What is the better way?

The Trump administration should distance themselves from the crowd of big
pharma lobbyists and enablers, stop trying to copy or extend the Obama
Administration policies on trade, and try something new, something that
would actually benefit the people living in the United States.

The focus on global negotiations should be to get foreign governments to do
more to fund R&D, not just via high drug prices, which is an incredibly
inefficient mechanism when you compare global R&D outlays to global
revenues (even less efficient when you adjust declared R&D outlays for such
items as asset acquisition costs, which are themselves inflated by expected
prices for products).

There are many areas of low hanging fruit to address the free riding issue.
Let’s start with the Orphan Drug Tax Credit, a 50 percent subsidy for
clinical trials.

75 percent of the 56 new cancer drugs approved by the FDA from 2010 to 2016
qualified as Orphan products. Only the United States incurs the cost of
this tax credit. Germany pays nothings. Japan pays nothing. Canada pays
nothing. China pays nothing. Why not expand the tax credit to a wide class
of qualifying trials, but also have other countries share in the cost? If
trials were subsidized more widely, then company net R&D costs would be
lower, and countries could actually lower drug prices without hurting
innovation.

What about engaging in negotiations for R&D funding agreements, and
leverage our investments in public goods through the NIH, with more public
goods spending in foreign countries? The United States is paying for the
R&D and training the workforce for all of Europe and Japan’s leading pharma
companies. Why not insist on more public sector funding of R&D from our
trading partners? Obama opposed these negotiations because he was in the
pocket of big pharma. Be different from Obama on this, don’t copy him.

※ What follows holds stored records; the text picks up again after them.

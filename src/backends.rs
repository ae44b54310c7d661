//! Bundled implementations of the integration traits.

mod box_annotator;
mod image_sequence;
mod replay;

pub use box_annotator::{BOX_COLOR, BoxAnnotator};
pub use image_sequence::{FRAME_EXTENSIONS, ImageSequenceSource, SourceError};
pub use replay::{COCO_CLASSES, ReplayDetector, ReplayError};
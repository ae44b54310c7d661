//! Bounding box geometry used by association and tracking.

use ndarray::Array2;

/// Axis-aligned bounding box in TLBR pixel coordinates (x1, y1, x2, y2).
///
/// Boxes use the inclusive pixel-edge convention: a box spanning `x1..=x2`
/// covers `x2 - x1 + 1` pixel columns, so a single-pixel box has area 1.
/// Callers are expected to keep `x2 >= x1` and `y2 >= y1`; nothing here
/// validates it.
#[derive(Debug, Clone, Copy, Default, PartialEq)]
pub struct BBox {
    /// Top-left x coordinate
    pub x1: f32,
    /// Top-left y coordinate
    pub y1: f32,
    /// Bottom-right x coordinate
    pub x2: f32,
    /// Bottom-right y coordinate
    pub y2: f32,
}

impl BBox {
    /// Create a box from TLBR coordinates.
    #[inline]
    pub fn new(x1: f32, y1: f32, x2: f32, y2: f32) -> Self {
        Self { x1, y1, x2, y2 }
    }

    /// Create a box from center coordinates and dimensions (XYWH format).
    #[inline]
    pub fn from_xywh(cx: f32, cy: f32, width: f32, height: f32) -> Self {
        Self::new(
            cx - width / 2.0,
            cy - height / 2.0,
            cx + width / 2.0,
            cy + height / 2.0,
        )
    }

    /// Convert to TLBR format: (x1, y1, x2, y2).
    #[inline]
    pub fn to_tlbr(&self) -> [f32; 4] {
        [self.x1, self.y1, self.x2, self.y2]
    }

    #[inline]
    pub fn center(&self) -> (f32, f32) {
        ((self.x1 + self.x2) / 2.0, (self.y1 + self.y2) / 2.0)
    }

    /// Area under the inclusive pixel convention.
    #[inline]
    pub fn pixel_area(&self) -> f32 {
        (self.x2 - self.x1 + 1.0) * (self.y2 - self.y1 + 1.0)
    }

    /// Coordinates truncated toward zero, the form in which boxes are stored.
    #[inline]
    pub fn to_pixels(&self) -> [i32; 4] {
        [
            self.x1 as i32,
            self.y1 as i32,
            self.x2 as i32,
            self.y2 as i32,
        ]
    }

    /// The same box snapped to integer pixel coordinates.
    #[inline]
    pub fn truncated(&self) -> Self {
        let [x1, y1, x2, y2] = self.to_pixels();
        Self::new(x1 as f32, y1 as f32, x2 as f32, y2 as f32)
    }

    /// Intersection over Union with another box.
    #[inline]
    pub fn iou(&self, other: &BBox) -> f32 {
        intersection_over_union(self, other)
    }
}

/// Calculate the Intersection over Union (IoU) of two boxes.
///
/// Returns a value in `[0, 1]`, or `0.0` when the union area is not positive
/// (degenerate boxes). Never fails.
pub fn intersection_over_union(a: &BBox, b: &BBox) -> f32 {
    let x1 = a.x1.max(b.x1);
    let y1 = a.y1.max(b.y1);
    let x2 = a.x2.min(b.x2);
    let y2 = a.y2.min(b.y2);

    let inter_width = (x2 - x1 + 1.0).max(0.0);
    let inter_height = (y2 - y1 + 1.0).max(0.0);
    let inter_area = inter_width * inter_height;

    let union_area = a.pixel_area() + b.pixel_area() - inter_area;

    if union_area > 0.0 {
        inter_area / union_area
    } else {
        0.0
    }
}

/// Calculate IoU matrix between two sets of bounding boxes.
///
/// Returns a matrix of shape (M, N) where M is the length of `boxes_a`
/// and N is the length of `boxes_b`.
pub fn iou_batch(boxes_a: &[BBox], boxes_b: &[BBox]) -> Array2<f32> {
    let mut ious = Array2::zeros((boxes_a.len(), boxes_b.len()));
    for (i, a) in boxes_a.iter().enumerate() {
        for (j, b) in boxes_b.iter().enumerate() {
            ious[[i, j]] = intersection_over_union(a, b);
        }
    }
    ious
}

How about going further, and exploring the feasibility of progressively
de-linking R&D funding, including incentives, from drug prices, so everyone
can get access to the drugs that are medically effective and appropriate
for them? (more here: http://delinkage.org) Why not embrace the ideas of
the future instead of doubling down on the drug company lobby wish lists
that have created a dysfunctional and health threatening business model
that pits innovation and access against each other?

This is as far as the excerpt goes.